● Requirement
Your task is to print each entry exactly as written.

Saved data entries:
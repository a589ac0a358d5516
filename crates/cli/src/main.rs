//! ocli - object storage network client
//!
//! A command-line interface for storing, fetching and verifying objects on
//! a storage node.

use std::time::Duration;

use clap::Parser;
use tokio_util::sync::CancellationToken;
use tracing_subscriber::{EnvFilter, fmt, prelude::*};

use ocli::commands::{self, Cli};
use ocli::shutdown;
use ocli_core::config::{ConfigManager, TransferSettings};

#[tokio::main]
async fn main() {
    let cli = Cli::parse();

    // Initialize tracing subscriber for logging
    let filter = if cli.debug {
        EnvFilter::new("debug")
    } else {
        EnvFilter::from_default_env()
    };
    tracing_subscriber::registry()
        .with(fmt::layer().with_writer(std::io::stderr))
        .with(filter)
        .init();

    let grace_ms = ConfigManager::from_option(cli.config.clone())
        .and_then(|m| m.load())
        .map(|c| c.transfer.shutdown_grace_ms)
        .unwrap_or_else(|_| TransferSettings::default().shutdown_grace_ms);

    let cancel = CancellationToken::new();
    shutdown::install(cancel.clone(), Duration::from_millis(grace_ms));

    let exit_code = commands::execute(cli, cancel).await;

    std::process::exit(exit_code.as_i32());
}
//! object get-range - Fetch payload fragments
//!
//! Fragments are written back to back, in the order the ranges were given,
//! to `--file` or standard output. JSON mode prints them hex encoded.

use std::path::PathBuf;

use clap::Args;
use serde::Serialize;
use tokio::io::AsyncWriteExt;

use ocli_core::Range;
use ocli_core::object::parse_ranges;

use super::AddressArgs;
use crate::commands::Context;
use crate::exit_code::ExitCode;

/// Fetch payload ranges
#[derive(Args, Debug)]
pub struct GetRangeArgs {
    #[command(flatten)]
    pub address: AddressArgs,

    /// Write fragments to a file instead of standard output
    #[arg(long)]
    pub file: Option<PathBuf>,

    /// Ranges in offset:length form
    #[arg(required = true, value_name = "OFFSET:LENGTH")]
    pub ranges: Vec<String>,
}

#[derive(Debug, Serialize)]
struct Fragment {
    range: String,
    data: String,
}

fn fragments(ranges: &[Range], data: &[Vec<u8>]) -> Vec<Fragment> {
    ranges
        .iter()
        .zip(data)
        .map(|(range, bytes)| Fragment {
            range: range.to_string(),
            data: hex::encode(bytes),
        })
        .collect()
}

/// Execute the get-range command
pub async fn execute(args: GetRangeArgs, ctx: &Context) -> ExitCode {
    let formatter = ctx.formatter();

    let ranges = match parse_ranges(&args.ranges) {
        Ok(r) => r,
        Err(e) => return crate::commands::fail(&formatter, "Invalid range", &e),
    };
    let (client, address) = match super::prepare(ctx, &formatter, &args.address).await {
        Ok(p) => p,
        Err(code) => return code,
    };

    let data = match client.get_ranges(&address, &ranges, &ctx.cancel).await {
        Ok(d) => d,
        Err(e) => return crate::commands::fail(&formatter, "Failed to get ranges", &e),
    };
    if data.len() != ranges.len() {
        formatter.warning(&format!(
            "requested {} ranges, received {}",
            ranges.len(),
            data.len()
        ));
    }

    if formatter.is_json() && args.file.is_none() {
        formatter.json(&fragments(&ranges, &data));
        return ExitCode::Success;
    }

    let result = match &args.file {
        Some(path) => tokio::fs::write(path, data.concat()).await,
        None => {
            let mut stdout = tokio::io::stdout();
            match stdout.write_all(&data.concat()).await {
                Ok(()) => stdout.flush().await,
                Err(e) => Err(e),
            }
        }
    };
    if let Err(e) = result {
        formatter.error(&format!("Can't write fragments: {e}"));
        return ExitCode::GeneralError;
    }

    if let Some(path) = &args.file {
        let total: usize = data.iter().map(Vec::len).sum();
        formatter.success(&format!(
            "{} fragments ({total} bytes) written to '{}'",
            data.len(),
            path.display()
        ));
    }
    ExitCode::Success
}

● Answer space
repository a589ac0a358d5516
filename crates/cli/src/main.rs
//! ocli - object storage network client
//!
//! A command-line interface for storing, fetching and verifying objects on
//! a storage node.

use std::time::Duration;

use clap::Parser;
use tokio_util::sync::CancellationToken;
use tracing_subscriber::{EnvFilter, fmt, prelude::*};

use ocli::commands::{self, Cli};
use ocli::shutdown;
use ocli_core::config::{ConfigManager, TransferSettings};

#[tokio::main]
async fn main() {
    let cli = Cli::parse();

    // Initialize tracing subscriber for logging
    let filter = if cli.debug {
        EnvFilter::new("debug")
    } else {
        EnvFilter::from_default_env()
    };
    tracing_subscriber::registry()
        .with(fmt::layer().with_writer(std::io::stderr))
        .with(filter)
        .init();

    let grace_ms = ConfigManager::from_option(cli.config.clone())
        .and_then(|m| m.load())
        .map(|c| c.transfer.shutdown_grace_ms)
        .unwrap_or_else(|_| TransferSettings::default().shutdown_grace_ms);

    let cancel = CancellationToken::new();
    shutdown::install(cancel.clone(), Duration::from_millis(grace_ms));

    let exit_code = commands::execute(cli, cancel).await;

    std::process::exit(exit_code.as_i32());
}
//! object get-range - Fetch payload fragments
//!
//! Fragments are written back to back, in the order the ranges were given,
//! to `--file` or standard output. JSON mode prints them hex encoded.

use std::path::PathBuf;

use clap::Args;
use serde::Serialize;
use tokio::io::AsyncWriteExt;

use ocli_core::Range;
use ocli_core::object::parse_ranges;

use super::AddressArgs;
use crate::commands::Context;
use crate::exit_code::ExitCode;

/// Fetch payload ranges
#[derive(Args, Debug)]
pub struct GetRangeArgs {
    #[command(flatten)]
    pub address: AddressArgs,

    /// Write fragments to a file instead of standard output
    #[arg(long)]
    pub file: Option<PathBuf>,

    /// Ranges in offset:length form
    #[arg(required = true, value_name = "OFFSET:LENGTH")]
    pub ranges: Vec<String>,
}

#[derive(Debug, Serialize)]
struct Fragment {
    range: String,
    data: String,
}

fn fragments(ranges: &[Range], data: &[Vec<u8>]) -> Vec<Fragment> {
    ranges
        .iter()
        .zip(data)
        .map(|(range, bytes)| Fragment {
            range: range.to_string(),
            data: hex::encode(bytes),
        })
        .collect()
}

/// Execute the get-range command
pub async fn execute(args: GetRangeArgs, ctx: &Context) -> ExitCode {
    let formatter = ctx.formatter();

    let ranges = match parse_ranges(&args.ranges) {
        Ok(r) => r,
        Err(e) => return crate::commands::fail(&formatter, "Invalid range", &e),
    };
    let (client, address) = match super::prepare(ctx, &formatter, &args.address).await {
        Ok(p) => p,
        Err(code) => return code,
    };

    let data = match client.get_ranges(&address, &ranges, &ctx.cancel).await {
        Ok(d) => d,
        Err(e) => return crate::commands::fail(&formatter, "Failed to get ranges", &e),
    };
    if data.len() != ranges.len() {
        formatter.warning(&format!(
            "requested {} ranges, received {}",
            ranges.len(),
            data.len()
        ));
    }

    if formatter.is_json() && args.file.is_none() {
        formatter.json(&fragments(&ranges, &data));
        return ExitCode::Success;
    }

    let result = match &args.file {
        Some(path) => tokio::fs::write(path, data.concat()).await,
        None => {
            let mut stdout = tokio::io::stdout();
            match stdout.write_all(&data.concat()).await {
                Ok(()) => stdout.flush().await,
                Err(e) => Err(e),
            }
        }
    };
    if let Err(e) = result {
        formatter.error(&format!("Can't write fragments: {e}"));
        return ExitCode::GeneralError;
    }

    if let Some(path) = &args.file {
        let total: usize = data.iter().map(Vec::len).sum();
        formatter.success(&format!(
            "{} fragments ({total} bytes) written to '{}'",
            data.len(),
            path.display()
        ));
    }
    ExitCode::Success
}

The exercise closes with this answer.